Guidelines Issued for Treating Atopic Eczema in Children
The National Institute for Health and Clinical Excellence (NICE) has issued clinical guidelines for all healthcare clinicians for the treatment of atopic eczema in children. The new guidelines are reviewed in the April 1 Online First issue of the Archives of Disease in Childhood.
Dr. Laurie Barclay gave a summary on Medscape. She lists a number of major points there. I'll excerpt the ones relating to dairy allergies and replacement foods.
• Food allergy should be considered in children with eczema in whom immediate symptoms developed after they ingest a certain food. Food allergy should also be considered in infants and young children in whom moderate or severe uncontrolled eczema persists despite optimum management, particularly if there is associated gut dysmotility (colic, vomiting, or changes in bowel habits) or failure to thrive.
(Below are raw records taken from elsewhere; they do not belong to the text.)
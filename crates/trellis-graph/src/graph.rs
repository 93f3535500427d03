//! In-memory commit DAG.
//!
//! The graph provides content-addressed storage for commits and tracks heads
//! (commits never referenced as a parent) automatically. Commits may arrive
//! before their parents; such parents are tracked as missing until they show
//! up.

use crate::commit::Commit;
use crate::error::{GraphError, Result};
use crate::hash::CommitRef;
use crate::merge::CommitParents;
use serde_json::Value;
use std::collections::{BTreeSet, HashMap, HashSet, VecDeque};

/// In-memory commit DAG indexed by ref.
#[derive(Clone, Debug, Default)]
pub struct CommitGraph {
    /// All commits indexed by ref.
    commits: HashMap<CommitRef, Commit>,

    /// Insertion order, used for restartable iteration.
    order: Vec<CommitRef>,

    /// Current heads (sorted for deterministic iteration).
    heads: BTreeSet<CommitRef>,

    /// Reverse index: parent -> children.
    children_index: HashMap<CommitRef, HashSet<CommitRef>>,

    /// Referenced but missing commits.
    missing: HashSet<CommitRef>,
}

impl CommitGraph {
    /// Create a new empty graph.
    pub fn new() -> Self {
        Self::default()
    }

    /// Insert a commit. Returns `false` if it was already known.
    pub fn insert(&mut self, commit: Commit) -> bool {
        if self.commits.contains_key(&commit.id) {
            return false;
        }

        let id = commit.id.clone();

        for parent in commit.parents() {
            if !self.commits.contains_key(parent) {
                self.missing.insert(parent.clone());
            }
            self.children_index
                .entry(parent.clone())
                .or_default()
                .insert(id.clone());
            self.heads.remove(parent);
        }

        // Children may have arrived first.
        if !self.children_index.contains_key(&id) {
            self.heads.insert(id.clone());
        }

        self.missing.remove(&id);
        self.order.push(id.clone());
        self.commits.insert(id, commit);
        true
    }

    /// Overwrite a commit's metadata in place. The ref is unchanged.
    pub fn update_metadata(&mut self, id: &CommitRef, metadata: Value) -> Result<()> {
        let commit = self
            .commits
            .get_mut(id)
            .ok_or_else(|| GraphError::MissingCommit(id.clone()))?;
        commit.metadata = metadata;
        Ok(())
    }

    /// Get a commit by ref.
    pub fn get(&self, id: &CommitRef) -> Option<&Commit> {
        self.commits.get(id)
    }

    /// Get a commit's parent refs, failing if it is unknown.
    pub fn parents(&self, id: &CommitRef) -> Result<CommitParents> {
        self.commits
            .get(id)
            .map(|c| CommitParents {
                base_ref: c.base_ref.clone(),
                merge_ref: c.merge_ref.clone(),
            })
            .ok_or_else(|| GraphError::MissingCommit(id.clone()))
    }

    /// Check if a commit exists in the graph.
    pub fn contains(&self, id: &CommitRef) -> bool {
        self.commits.contains_key(id)
    }

    /// Get the current heads, sorted.
    pub fn heads(&self) -> Vec<CommitRef> {
        self.heads.iter().cloned().collect()
    }

    /// Get all ancestors of a commit (transitive closure).
    pub fn ancestors(&self, id: &CommitRef) -> HashSet<CommitRef> {
        let mut result = HashSet::new();
        let mut queue = VecDeque::new();

        if let Some(commit) = self.commits.get(id) {
            queue.extend(commit.parents().cloned());
        }

        while let Some(current) = queue.pop_front() {
            if let Some(commit) = self.commits.get(&current) {
                if !result.contains(&current) {
                    queue.extend(commit.parents().cloned());
                }
            }
            result.insert(current);
        }

        result
    }

    /// Check whether `ancestor` is reachable from `descendant` through parents.
    pub fn is_ancestor(&self, ancestor: &CommitRef, descendant: &CommitRef) -> bool {
        ancestor == descendant || self.ancestors(descendant).contains(ancestor)
    }

    /// Get immediate children of a commit.
    pub fn children(&self, id: &CommitRef) -> Vec<CommitRef> {
        let mut children: Vec<_> = self
            .children_index
            .get(id)
            .map(|c| c.iter().cloned().collect())
            .unwrap_or_default();
        children.sort();
        children
    }

    /// Get all commits in topological order (parents before children).
    pub fn topological_order(&self) -> Vec<CommitRef> {
        // Kahn's algorithm, seeded in insertion order for stable output.
        let mut in_degree: HashMap<&CommitRef, usize> = HashMap::new();
        let mut result = Vec::with_capacity(self.order.len());
        let mut queue = VecDeque::new();

        for id in &self.order {
            let commit = &self.commits[id];
            let degree = commit
                .parents()
                .filter(|p| self.commits.contains_key(*p))
                .count();
            in_degree.insert(id, degree);
            if degree == 0 {
                queue.push_back(id);
            }
        }

        while let Some(id) = queue.pop_front() {
            result.push(id.clone());
            for child in self.children(id) {
                if let Some((key, degree)) = in_degree.get_key_value(&child) {
                    let key = *key;
                    let next = degree.saturating_sub(1);
                    in_degree.insert(key, next);
                    if next == 0 {
                        queue.push_back(key);
                    }
                }
            }
        }

        result
    }

    /// Iterate over commits in insertion order.
    pub fn iter(&self) -> impl Iterator<Item = &Commit> {
        self.order.iter().filter_map(|id| self.commits.get(id))
    }

    /// Get refs that are referenced but not present.
    pub fn missing(&self) -> &HashSet<CommitRef> {
        &self.missing
    }

    /// Get the total number of commits.
    pub fn len(&self) -> usize {
        self.commits.len()
    }

    /// Check if the graph is empty.
    pub fn is_empty(&self) -> bool {
        self.commits.is_empty()
    }
}
impl Inner {
    fn send(&self, outbox: Outbox) {
        for event in outbox {
            let action = event.action;
            if let Err(err) = (self.broadcast)(event) {
                warn!(client_id = %self.client_id, ?action, error = %err, "leader broadcast failed");
            }
        }
    }

    fn spawn_timer<F>(self: &Arc<Self>, delay: Duration, fire: F) -> JoinHandle<()>
    where
        F: FnOnce(&Arc<Inner>) + Send + 'static,
    {
        let weak: Weak<Inner> = Arc::downgrade(self);
        tokio::spawn(async move {
            tokio::time::sleep(delay).await;
            if let Some(inner) = weak.upgrade() {
                fire(&inner);
            }
        })
    }

    fn spawn_heartbeat(self: &Arc<Self>) -> JoinHandle<()> {
        let weak: Weak<Inner> = Arc::downgrade(self);
        let period = self.config.heartbeat_interval();
        tokio::spawn(async move {
            let mut ticker = tokio::time::interval(period);
            // The promotion already announced us.
            ticker.tick().await;
            loop {
                ticker.tick().await;
                let Some(inner) = weak.upgrade() else { break };
                inner.send(vec![LeaderEvent::new(LeaderAction::Current, &inner.client_id)]);
            }
        })
    }

    fn elect(self: &Arc<Self>, state: &mut LeaderState, outbox: &mut Outbox) {
        debug!(client_id = %self.client_id, "starting election");
        state.potential_leaders = BTreeSet::from([self.client_id.clone()]);
        state.electing = true;
        state.election += 1;
        outbox.push(LeaderEvent::new(LeaderAction::Request, &self.client_id));
        if let Some(timer) = state.election_timer.take() {
            timer.abort();
        }
        let election = state.election;
        state.election_timer = Some(self.spawn_timer(self.config.election_timeout(), move |inner| {
            inner.on_election_timeout(election)
        }));
    }

    fn set_leader(self: &Arc<Self>, state: &mut LeaderState, leader: String, outbox: &mut Outbox) {
        let is_leader = leader == self.client_id;
        let promoted = is_leader && !state.is_leader;

        state.electing = false;
        if let Some(timer) = state.election_timer.take() {
            timer.abort();
        }
        state.current_leader = Some(leader);
        state.is_leader = is_leader;

        if is_leader {
            if let Some(timer) = state.heartbeat_timeout.take() {
                timer.abort();
            }
            if promoted {
                info!(client_id = %self.client_id, "became leader");
            }
            outbox.push(LeaderEvent::new(LeaderAction::Current, &self.client_id));
            if state.heartbeat_interval.is_none() {
                state.heartbeat_interval = Some(self.spawn_heartbeat());
            }
        } else {
            if let Some(timer) = state.heartbeat_interval.take() {
                timer.abort();
            }
            self.restart_heartbeat_timeout(state);
        }
        self.publish(state);
    }

    fn restart_heartbeat_timeout(self: &Arc<Self>, state: &mut LeaderState) {
        if let Some(timer) = state.heartbeat_timeout.take() {
            timer.abort();
        }
        state.heartbeat_timeout = Some(self.spawn_timer(self.config.heartbeat_timeout(), |inner| {
            inner.on_heartbeat_timeout()
        }));
    }

    fn publish(&self, state: &LeaderState) {
        let is_leader = state.is_leader;
        self.leader_tx.send_if_modified(|current| {
            let changed = *current != is_leader;
            *current = is_leader;
            changed
        });
    }

    fn on_election_timeout(self: &Arc<Self>, election: u64) {
        let mut outbox = Outbox::new();
        {
            let mut state = self.state.lock();
            if state.stopped || !state.electing || state.election != election {
                return;
            }
            state.election_timer = None;
            let winner = state
                .potential_leaders
                .iter()
                .next()
                .cloned()
                .unwrap_or_else(|| self.client_id.clone());
            debug!(
                client_id = %self.client_id,
                winner = %winner,
                candidates = state.potential_leaders.len(),
                "election finished"
            );
            self.set_leader(&mut state, winner, &mut outbox);
        }
        self.send(outbox);
    }

    fn on_heartbeat_timeout(self: &Arc<Self>) {
        let mut outbox = Outbox::new();
        {
            let mut state = self.state.lock();
            if state.stopped || state.is_leader {
                return;
            }
            state.heartbeat_timeout = None;
            warn!(
                client_id = %self.client_id,
                leader = ?state.current_leader,
                "leader heartbeat timed out"
            );
            state.current_leader = None;
            self.elect(&mut state, &mut outbox);
        }
        self.send(outbox);
    }

    fn receive(self: &Arc<Self>, event: LeaderEvent) {
        let mut outbox = Outbox::new();
        {
            let mut state = self.state.lock();
            if state.stopped || event.client_id == self.client_id {
                return;
            }
            let other = event.client_id;
            match event.action {
                LeaderAction::Request => {
                    if state.is_leader {
                        outbox.push(LeaderEvent::new(LeaderAction::Current, &self.client_id));
                    } else if state.current_leader.is_none() {
                        if !state.electing {
                            self.elect(&mut state, &mut outbox);
                        }
                        state.potential_leaders.insert(other);
                        outbox.push(LeaderEvent::new(LeaderAction::Accept, &self.client_id));
                    }
                }
                LeaderAction::Accept => {
                    if state.electing {
                        state.potential_leaders.insert(other);
                    }
                }
                LeaderAction::Current => {
                    if state.is_leader {
                        warn!(client_id = %self.client_id, other = %other, "two leaders, re-electing");
                        if other < self.client_id {
                            state.is_leader = false;
                            state.current_leader = None;
                            if let Some(timer) = state.heartbeat_interval.take() {
                                timer.abort();
                            }
                            self.publish(&state);
                        }
                        self.elect(&mut state, &mut outbox);
                    } else {
                        self.set_leader(&mut state, other, &mut outbox);
                    }
                }
                LeaderAction::Withdraw => {
                    if state.current_leader.as_deref() == Some(other.as_str()) {
                        info!(client_id = %self.client_id, leader = %other, "leader withdrew");
                        state.current_leader = None;
                        self.elect(&mut state, &mut outbox);
                    } else {
                        state.potential_leaders.remove(&other);
                    }
                }
            }
        }
        self.send(outbox);
    }
}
• Bottle-fed infants younger than 6 months of age with moderate or severe eczema uncontrolled by optimal treatment with emollients and mild topical corticosteroids should undergo a 6- to 8-week trial of replacing cow's milk formula with an extensively hydrolyzed protein formula or amino acid formula.
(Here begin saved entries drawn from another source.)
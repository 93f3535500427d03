//! Sync event taxonomy shared by the store, the remote and the local channel.

use crate::error::ErrorCode;
use crate::leader::LeaderEvent;
use crate::presence::ClientInfo;
use crate::status::RemoteState;
use serde::{Deserialize, Serialize};
use serde_json::Value;
use trellis_graph::{Commit, CommitRef};

/// Persistence acknowledgement for one commit.
///
/// `metadata` is the commit metadata after repository enrichment.
#[derive(Clone, Debug, PartialEq, Serialize, Deserialize)]
pub struct CommitAck {
    #[serde(rename = "ref")]
    pub id: CommitRef,
    #[serde(default)]
    pub metadata: Value,
}

/// A commit that could not be persisted.
#[derive(Clone, Debug, PartialEq, Serialize, Deserialize)]
pub struct RefError {
    #[serde(rename = "ref")]
    pub id: CommitRef,
    pub code: ErrorCode,
    pub message: String,
}

#[derive(Clone, Debug, Default, PartialEq, Serialize, Deserialize)]
#[serde(rename_all = "camelCase")]
pub struct AckEvent {
    pub acks: Vec<CommitAck>,
    #[serde(default, skip_serializing_if = "Vec::is_empty")]
    pub ref_errors: Vec<RefError>,
    #[serde(default, skip_serializing_if = "Option::is_none")]
    pub sync_id: Option<String>,
}

impl AckEvent {
    pub fn is_partial(&self) -> bool {
        !self.ref_errors.is_empty()
    }
}

#[derive(Clone, Debug, PartialEq, Serialize, Deserialize)]
#[serde(rename_all = "camelCase")]
pub struct ErrorEvent {
    pub code: ErrorCode,
    pub message: String,
    pub fatal: bool,
    /// `Some(false)` disables the automatic reconnect after a fatal error.
    #[serde(default, skip_serializing_if = "Option::is_none")]
    pub reconnect: Option<bool>,
}

/// Events exchanged between the store, its consumer, the remote and other
/// clients on the same device.
#[derive(Clone, Debug, PartialEq, Serialize, Deserialize)]
#[serde(tag = "type", rename_all = "kebab-case", rename_all_fields = "camelCase")]
pub enum SyncEvent {
    Commits {
        commits: Vec<Commit>,
        #[serde(default, skip_serializing_if = "Option::is_none")]
        sync_id: Option<String>,
        #[serde(default, skip_serializing_if = "Option::is_none")]
        client_info: Option<ClientInfo>,
    },
    Ack(AckEvent),
    Ready,
    ClientJoin(ClientInfo),
    ClientPresence(ClientInfo),
    ClientLeave(ClientInfo),
    RemoteState(RemoteState),
    Error(ErrorEvent),
    Leader(LeaderEvent),
}

impl SyncEvent {
    /// Short name for logging.
    pub fn kind(&self) -> &'static str {
        match self {
            SyncEvent::Commits { .. } => "commits",
            SyncEvent::Ack(_) => "ack",
            SyncEvent::Ready => "ready",
            SyncEvent::ClientJoin(_) => "client-join",
            SyncEvent::ClientPresence(_) => "client-presence",
            SyncEvent::ClientLeave(_) => "client-leave",
            SyncEvent::RemoteState(_) => "remote-state",
            SyncEvent::Error(_) => "error",
            SyncEvent::Leader(_) => "leader",
        }
    }

    /// Build a fatal error event.
    pub fn fatal(code: ErrorCode, message: impl Into<String>) -> Self {
        SyncEvent::Error(ErrorEvent {
            code,
            message: message.into(),
            fatal: true,
            reconnect: None,
        })
    }
}

/// Payload carried on the local broadcast channel.
#[derive(Clone, Debug, PartialEq, Serialize, Deserialize)]
#[serde(rename_all = "camelCase")]
pub struct BroadcastEvent {
    pub event: SyncEvent,
    /// The sender relayed this event from its remote connection.
    pub remote_origin: bool,
}

/// Where an event entered the store.
#[derive(Clone, Copy, Debug, PartialEq, Eq)]
pub enum Origin {
    /// Another client on the local channel.
    Local,
    /// The remote connection this store owns.
    Remote,
    /// The leader's remote connection, relayed over the local channel.
    RemoteViaLocal,
}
• Children following a cow's milk–free diet for longer than 8 weeks, for whatever reason, should be referred for specialist dietary advice.
• Children with eczema and suspected cow's milk allergy should not be given diets based on unmodified proteins of other species' milk (eg, goat or sheep milk) or partially hydrolyzed formulas.
• With specialist dietary advice, children at least 6 months of age may be offered diets including soya protein.
• Women who are breast-feeding children with eczema should be counseled because it is not known whether changing the mother's diet may reduce the severity of eczema. If food allergy is strongly suspected, a trial of an allergen-specific exclusion diet in the mother may be attempted, with dietary supervision.